Doctors given new access to the proprietary chemical recipes that oil and gas drillers use to crack into Ohio shale would be prohibited from sharing the information with the public under an energy proposal moving through the Ohio House.
Environmentalists liken the restriction to a gag order
on medical professionals. Drilling companies say it's necessary to
protect trade secrets.
On Tuesday, the Ohio State Medical Association, Ohio's
largest doctors' group, said the wording of the provision could keep
physicians from complying with mandates for public-health reporting.
"The OSMA strongly believes that physicians should have
access to all of the relevant information needed to deliver
high-quality medical care to their patients," senior director of
government relations Tim Maglione wrote in a letter to Public Utilities
Chairman Peter Stautberg. "This information also needs to be shared with
other medical providers who are contributing to caring for a patient."
The association urged lawmakers to clarify the
provision so that chemical trade secrets can be shared with public
health and regulatory agencies. Environmental groups testified earlier
the wording could also prevent doctors from sharing chemical information
with first responders to chemical spills at well sites.
Ohio Department of Natural Resources spokesman Carlo
LoParo said the legislation makes proprietary chemical information from
drillers available to doctors for the first time. He said medical
professionals responding today to a plant explosion or chemical spill
would not receive as much information as will be made available from
drillers.
Well operators are generally required under the bill to
report the chemicals they are using in the hydraulic fracturing, or
fracking, the high pressure drilling technique used to blast chemical
laced water into shale formations to release oil and gas resources.

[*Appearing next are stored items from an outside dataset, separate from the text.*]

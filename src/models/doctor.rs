use serde::{Deserialize, Serialize};

/// A physician in the directory. The password hash never leaves the crate
/// through serialization.
#[derive(Debug, Clone, PartialEq, Eq, Serialize, Deserialize)]
#[serde(rename_all = "camelCase")]
pub struct Doctor {
    pub doctor_id: String,
    pub name: String,
    pub email: String,
    pub phone_number: Option<String>,
    pub department: Option<String>,
    pub specialization: Option<String>,
    pub experience: Option<String>,
    #[serde(skip)]
    pub password_hash: String,
}

/// Registration input for a new doctor account.
#[derive(Debug, Clone, Default, Deserialize)]
#[serde(rename_all = "camelCase", default)]
pub struct NewDoctor {
    pub doctor_id: String,
    pub name: String,
    pub email: String,
    pub phone_number: Option<String>,
    pub department: Option<String>,
    pub specialization: Option<String>,
    pub experience: Option<String>,
    pub password: String,
}

impl NewDoctor {
    pub fn missing_required(&self) -> Vec<&'static str> {
        let mut missing = Vec::new();
        if self.doctor_id.is_empty() {
            missing.push("doctorId");
        }
        if self.name.is_empty() {
            missing.push("name");
        }
        if self.email.is_empty() {
            missing.push("email");
        }
        if self.password.is_empty() {
            missing.push("password");
        }
        missing
    }
}

/// Public view returned after registration.
#[derive(Debug, Clone, PartialEq, Eq, Serialize)]
#[serde(rename_all = "camelCase")]
pub struct DoctorSummary {
    pub doctor_id: String,
    pub name: String,
    pub email: String,
    pub department: Option<String>,
}

impl From<&Doctor> for DoctorSummary {
    fn from(doctor: &Doctor) -> Self {
        Self {
            doctor_id: doctor.doctor_id.clone(),
            name: doctor.name.clone(),
            email: doctor.email.clone(),
            department: doctor.department.clone(),
        }
    }
}
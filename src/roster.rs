//! Doctor roster administration: registration and removal of physician
//! accounts, with welcome and goodbye texts.

use std::sync::Arc;

use serde::Serialize;

use crate::directory::password::{hash_password, verify_password, PBKDF2_ITERATIONS};
use crate::directory::{DirectoryError, DoctorDirectory};
use crate::error::ServiceError;
use crate::models::{Doctor, DoctorSummary, NewDoctor};
use crate::notify::SmsChannel;

#[derive(Debug, Clone, Serialize)]
#[serde(rename_all = "camelCase")]
pub struct Registration {
    pub doctor: DoctorSummary,
    pub sms_sent: bool,
}

#[derive(Debug, Clone, Serialize)]
#[serde(rename_all = "camelCase")]
pub struct Removal {
    pub doctor_id: String,
    pub name: String,
    pub sms_sent: bool,
}

pub struct DoctorRoster {
    directory: Arc<dyn DoctorDirectory>,
    sms: SmsChannel,
    hash_iterations: u32,
}

impl DoctorRoster {
    pub fn new(directory: Arc<dyn DoctorDirectory>, sms: SmsChannel) -> Self {
        Self {
            directory,
            sms,
            hash_iterations: PBKDF2_ITERATIONS,
        }
    }

    /// Lower the key-derivation cost (tests only need a fraction).
    pub fn with_hash_iterations(mut self, iterations: u32) -> Self {
        self.hash_iterations = iterations;
        self
    }

    pub async fn add_doctor(&self, input: NewDoctor) -> Result<Registration, ServiceError> {
        let missing = input.missing_required();
        if !missing.is_empty() {
            return Err(ServiceError::missing_fields(&missing));
        }

        if let Some(existing) = self
            .directory
            .find_by_id_or_email(&input.doctor_id, &input.email)?
        {
            return Err(conflict_with(&existing, &input.doctor_id));
        }

        let password = input.password.clone();
        let iterations = self.hash_iterations;
        let password_hash =
            tokio::task::spawn_blocking(move || hash_password(&password, iterations))
                .await
                .map_err(|e| DirectoryError::Hashing(e.to_string()))?;

        let doctor = Doctor {
            doctor_id: input.doctor_id,
            name: input.name,
            email: input.email,
            phone_number: input.phone_number.filter(|p| !p.is_empty()),
            department: input.department,
            specialization: input.specialization,
            experience: input.experience,
            password_hash,
        };
        match self.directory.insert(&doctor) {
            Ok(()) => {}
            // Lost a race with a concurrent registration after the check above.
            Err(DirectoryError::Duplicate(reason)) => {
                tracing::warn!(
                    doctor_id = %doctor.doctor_id,
                    reason = %reason,
                    "Doctor insert conflicted"
                );
                let existing = self
                    .directory
                    .find_by_id_or_email(&doctor.doctor_id, &doctor.email)?;
                return Err(match existing {
                    Some(existing) => conflict_with(&existing, &doctor.doctor_id),
                    None => ServiceError::Conflict("Doctor already registered".into()),
                });
            }
            Err(e) => return Err(e.into()),
        }
        tracing::info!(doctor_id = %doctor.doctor_id, "Doctor registered");

        let sms_sent = match &doctor.phone_number {
            Some(phone) => {
                let body = format!(
                    "Dr. {}, your EHR system account is ready. ID: {}",
                    doctor.name, doctor.doctor_id
                );
                self.sms.send(phone, &body, "doctor_registration").await.delivered
            }
            None => false,
        };

        Ok(Registration {
            doctor: DoctorSummary::from(&doctor),
            sms_sent,
        })
    }

    pub async fn remove_doctor(&self, doctor_id: &str) -> Result<Removal, ServiceError> {
        if doctor_id.is_empty() {
            return Err(ServiceError::missing_fields(&["doctorId"]));
        }

        let doctor = self
            .directory
            .remove(doctor_id)?
            .ok_or_else(|| ServiceError::NotFound("Doctor not found".into()))?;
        tracing::info!(doctor_id, "Doctor removed");

        let sms_sent = match doctor.phone_number.as_deref() {
            Some(phone) if !phone.is_empty() => {
                let body = format!("Dr. {}, your EHR system account has been deleted", doctor.name);
                self.sms.send(phone, &body, "doctor_deletion").await.delivered
            }
            _ => false,
        };

        Ok(Removal {
            doctor_id: doctor.doctor_id,
            name: doctor.name,
            sms_sent,
        })
    }

    /// Check credentials. Unknown doctors and wrong passwords both yield `false`.
    pub async fn verify_password(
        &self,
        doctor_id: &str,
        password: &str,
    ) -> Result<bool, ServiceError> {
        let Some(doctor) = self.directory.find(doctor_id)? else {
            return Ok(false);
        };
        let password = password.to_string();
        let verified = tokio::task::spawn_blocking(move || {
            verify_password(&password, &doctor.password_hash)
        })
        .await
        .map_err(|e| DirectoryError::Hashing(e.to_string()))??;
        Ok(verified)
    }
}

fn conflict_with(existing: &Doctor, doctor_id: &str) -> ServiceError {
    let message = if existing.doctor_id == doctor_id {
        "Doctor ID already exists"
    } else {
        "Email already registered"
    };
    ServiceError::Conflict(message.into())
}

#[cfg(test)]
mod tests {
    use super::*;
    use crate::directory::SqliteDoctorDirectory;
    use crate::notify::testing::RecordingSms;

    fn roster() -> (DoctorRoster, Arc<SqliteDoctorDirectory>, Arc<RecordingSms>) {
        let directory = Arc::new(SqliteDoctorDirectory::open_in_memory().unwrap());
        let sms = RecordingSms::new();
        let roster = DoctorRoster::new(directory.clone(), SmsChannel::Enabled(sms.clone()))
            .with_hash_iterations(1_000);
        (roster, directory, sms)
    }

    fn new_doctor(id: &str, email: &str) -> NewDoctor {
        NewDoctor {
            doctor_id: id.into(),
            name: "Meera Iyer".into(),
            email: email.into(),
            phone_number: Some("+919812345678".into()),
            department: Some("Cardiology".into()),
            specialization: None,
            experience: Some("12 years".into()),
            password: "s3cret-pass".into(),
        }
    }

    #[tokio::test]
    async fn add_doctor_stores_hash_and_welcomes() {
        let (roster, directory, sms) = roster();

        let registration = roster
            .add_doctor(new_doctor("D1", "meera@example.com"))
            .await
            .unwrap();

        assert_eq!(registration.doctor.doctor_id, "D1");
        assert!(registration.sms_sent);
        let stored = directory.find("D1").unwrap().unwrap();
        assert_ne!(stored.password_hash, "s3cret-pass");
        assert_eq!(
            sms.sent()[0].1,
            "[EHR System] Dr. Meera Iyer, your EHR system account is ready. ID: D1"
        );
    }

    #[tokio::test]
    async fn duplicate_id_conflicts() {
        let (roster, _, _) = roster();
        roster.add_doctor(new_doctor("D1", "a@example.com")).await.unwrap();
        let err = roster
            .add_doctor(new_doctor("D1", "b@example.com"))
            .await
            .unwrap_err();
        assert!(matches!(err, ServiceError::Conflict(ref m) if m == "Doctor ID already exists"));
    }

    #[tokio::test]
    async fn duplicate_email_conflicts() {
        let (roster, _, _) = roster();
        roster.add_doctor(new_doctor("D1", "a@example.com")).await.unwrap();
        let err = roster
            .add_doctor(new_doctor("D2", "a@example.com"))
            .await
            .unwrap_err();
        assert!(matches!(err, ServiceError::Conflict(ref m) if m == "Email already registered"));
    }

    /// Directory whose pre-insert check never sees existing rows, as when
    /// another registration commits between the check and the insert.
    struct StaleCheckDirectory {
        inner: Arc<SqliteDoctorDirectory>,
        checks: std::sync::atomic::AtomicUsize,
    }

    impl DoctorDirectory for StaleCheckDirectory {
        fn find(&self, doctor_id: &str) -> Result<Option<Doctor>, DirectoryError> {
            self.inner.find(doctor_id)
        }
        fn find_by_id_or_email(
            &self,
            doctor_id: &str,
            email: &str,
        ) -> Result<Option<Doctor>, DirectoryError> {
            use std::sync::atomic::Ordering;
            if self.checks.fetch_add(1, Ordering::SeqCst) == 0 {
                return Ok(None);
            }
            self.inner.find_by_id_or_email(doctor_id, email)
        }
        fn insert(&self, doctor: &Doctor) -> Result<(), DirectoryError> {
            self.inner.insert(doctor)
        }
        fn remove(&self, doctor_id: &str) -> Result<Option<Doctor>, DirectoryError> {
            self.inner.remove(doctor_id)
        }
    }

    #[tokio::test]
    async fn insert_race_reports_conflict_not_internal() {
        let (seeded, inner, _) = roster();
        seeded.add_doctor(new_doctor("D1", "a@example.com")).await.unwrap();

        let stale = Arc::new(StaleCheckDirectory {
            inner,
            checks: Default::default(),
        });
        let roster = DoctorRoster::new(stale, SmsChannel::Disabled).with_hash_iterations(1_000);

        let err = roster
            .add_doctor(new_doctor("D2", "a@example.com"))
            .await
            .unwrap_err();
        assert_eq!(err.status(), 409);
        assert!(matches!(err, ServiceError::Conflict(ref m) if m == "Email already registered"));
    }

    #[tokio::test]
    async fn concurrent_registrations_of_one_id_yield_one_winner() {
        let directory = Arc::new(SqliteDoctorDirectory::open_in_memory().unwrap());
        let roster = Arc::new(
            DoctorRoster::new(directory, SmsChannel::Disabled).with_hash_iterations(1_000),
        );

        let handles: Vec<_> = (0..8)
            .map(|i| {
                let roster = roster.clone();
                tokio::spawn(async move {
                    roster
                        .add_doctor(new_doctor("D1", &format!("d{i}@example.com")))
                        .await
                })
            })
            .collect();
        let mut ok = 0;
        for handle in handles {
            match handle.await.unwrap() {
                Ok(_) => ok += 1,
                Err(e) => assert!(matches!(e, ServiceError::Conflict(_)), "got {e:?}"),
            }
        }
        assert_eq!(ok, 1);
    }

    #[tokio::test]
    async fn missing_password_rejected() {
        let (roster, directory, _) = roster();
        let mut input = new_doctor("D1", "a@example.com");
        input.password.clear();
        let err = roster.add_doctor(input).await.unwrap_err();
        assert!(matches!(err, ServiceError::Validation(_)));
        assert!(directory.find("D1").unwrap().is_none());
    }

    #[tokio::test]
    async fn no_phone_means_no_welcome() {
        let (roster, _, sms) = roster();
        let mut input = new_doctor("D1", "a@example.com");
        input.phone_number = None;
        let registration = roster.add_doctor(input).await.unwrap();
        assert!(!registration.sms_sent);
        assert!(sms.sent().is_empty());
    }

    #[tokio::test]
    async fn stored_hash_verifies_original_only() {
        let (roster, _, _) = roster();
        roster.add_doctor(new_doctor("D1", "a@example.com")).await.unwrap();
        assert!(roster.verify_password("D1", "s3cret-pass").await.unwrap());
        assert!(!roster.verify_password("D1", "guess").await.unwrap());
        assert!(!roster.verify_password("D9", "s3cret-pass").await.unwrap());
    }

    #[tokio::test]
    async fn remove_doctor_says_goodbye() {
        let (roster, directory, sms) = roster();
        roster.add_doctor(new_doctor("D1", "a@example.com")).await.unwrap();

        let removal = roster.remove_doctor("D1").await.unwrap();

        assert_eq!(removal.name, "Meera Iyer");
        assert!(removal.sms_sent);
        assert!(directory.find("D1").unwrap().is_none());
        assert_eq!(
            sms.sent()[1].1,
            "[EHR System] Dr. Meera Iyer, your EHR system account has been deleted"
        );
    }

    #[tokio::test]
    async fn remove_unknown_doctor_not_found() {
        let (roster, _, sms) = roster();
        let err = roster.remove_doctor("D404").await.unwrap_err();
        assert!(matches!(err, ServiceError::NotFound(_)));
        assert!(sms.sent().is_empty());
    }
}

Chemical reports on file with the state
list each chemical's trade name, supplier, purpose, ingredients,
identifying code, and percentage within the fracking fluid. In certain
instances, the word "proprietary" is used in place of ingredients or an
identifying code. The purpose and percentage are still listed.
Similar limits on medical professionals have become law
in Pennsylvania and other drilling states. The rules are distinct from
new chemical disclosure guidelines in the Ohio bill.
The Ohio legislative committee continued to debate the
provision, part of a wide-ranging energy bill, on Tuesday. A committee
vote was expected to come Wednesday.
Maglione said he was hopeful the committee would make the association's proposed changes to the bill before it clears committee.
"Doctors are permitted to get that information, which
is a good thing," he said. "But the second provision says you can't do
anything else with it. So what we're asking is for clarification."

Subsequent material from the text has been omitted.